The answer should consist of each line from the data below that includes "insert".

>>>

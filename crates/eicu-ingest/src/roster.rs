//! The patient roster bounding the set of valid patient ids.

use std::collections::HashMap;
use std::path::Path;

use tracing::{info, warn};

use eicu_model::PatientId;

use crate::chunked::{RecordChunks, get_string};
use crate::error::Result;

/// Known patient ids in first-seen order.
#[derive(Debug, Clone, Default)]
pub struct PatientRoster {
    ids: Vec<PatientId>,
    positions: HashMap<PatientId, usize>,
    duplicates: usize,
}

impl PatientRoster {
    /// Reads the id column of the roster table in chunks. Blank ids are
    /// ignored; repeated ids keep their first occurrence.
    pub fn load(path: &Path, id_column: &str, chunk_rows: usize) -> Result<Self> {
        let mut chunks = RecordChunks::open(path, chunk_rows)?;
        let column = chunks.require_column(id_column)?;
        let mut roster = Self::default();
        while let Some(records) = chunks.next_chunk()? {
            for (_, record) in &records {
                if let Some(id) = get_string(record, column).and_then(|raw| PatientId::new(raw).ok()) {
                    roster.insert(id);
                }
            }
        }
        if roster.duplicates > 0 {
            warn!(
                path = %path.display(),
                duplicates = roster.duplicates,
                "duplicate patient ids in roster, keeping first"
            );
        }
        info!(path = %path.display(), patients = roster.len(), "loaded patient roster");
        Ok(roster)
    }

    pub fn from_ids<I>(ids: I) -> Self
    where
        I: IntoIterator<Item = PatientId>,
    {
        let mut roster = Self::default();
        for id in ids {
            roster.insert(id);
        }
        roster
    }

    fn insert(&mut self, id: PatientId) {
        if self.positions.contains_key(&id) {
            self.duplicates += 1;
            return;
        }
        self.positions.insert(id.clone(), self.ids.len());
        self.ids.push(id);
    }

    pub fn contains(&self, id: &str) -> bool {
        self.positions.contains_key(id)
    }

    /// First-seen position of a patient, used to index per-patient buffers.
    pub fn position(&self, id: &str) -> Option<usize> {
        self.positions.get(id).copied()
    }

    pub fn ids(&self) -> &[PatientId] {
        &self.ids
    }

    pub fn len(&self) -> usize {
        self.ids.len()
    }

    pub fn is_empty(&self) -> bool {
        self.ids.is_empty()
    }

    /// Ids dropped because they were already seen.
    pub fn duplicates(&self) -> usize {
        self.duplicates
    }
}

#[cfg(test)]
mod tests {
    use super::*;

    fn id(raw: &str) -> PatientId {
        PatientId::new(raw).expect("id")
    }

    #[test]
    fn keeps_first_occurrence_order() {
        let roster = PatientRoster::from_ids([id("3"), id("1"), id("3"), id("2")]);
        let ids: Vec<&str> = roster.ids().iter().map(PatientId::as_str).collect();
        assert_eq!(ids, ["3", "1", "2"]);
        assert_eq!(roster.duplicates(), 1);
        assert!(roster.contains("2"));
        assert!(!roster.contains("4"));
        assert_eq!(roster.position("1"), Some(1));
    }
}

<<<

- [Expected answer]:
                    roster.insert(id);
            roster.insert(id);
    fn insert(&mut self, id: PatientId) {
        self.positions.insert(id.clone(), self.ids.len());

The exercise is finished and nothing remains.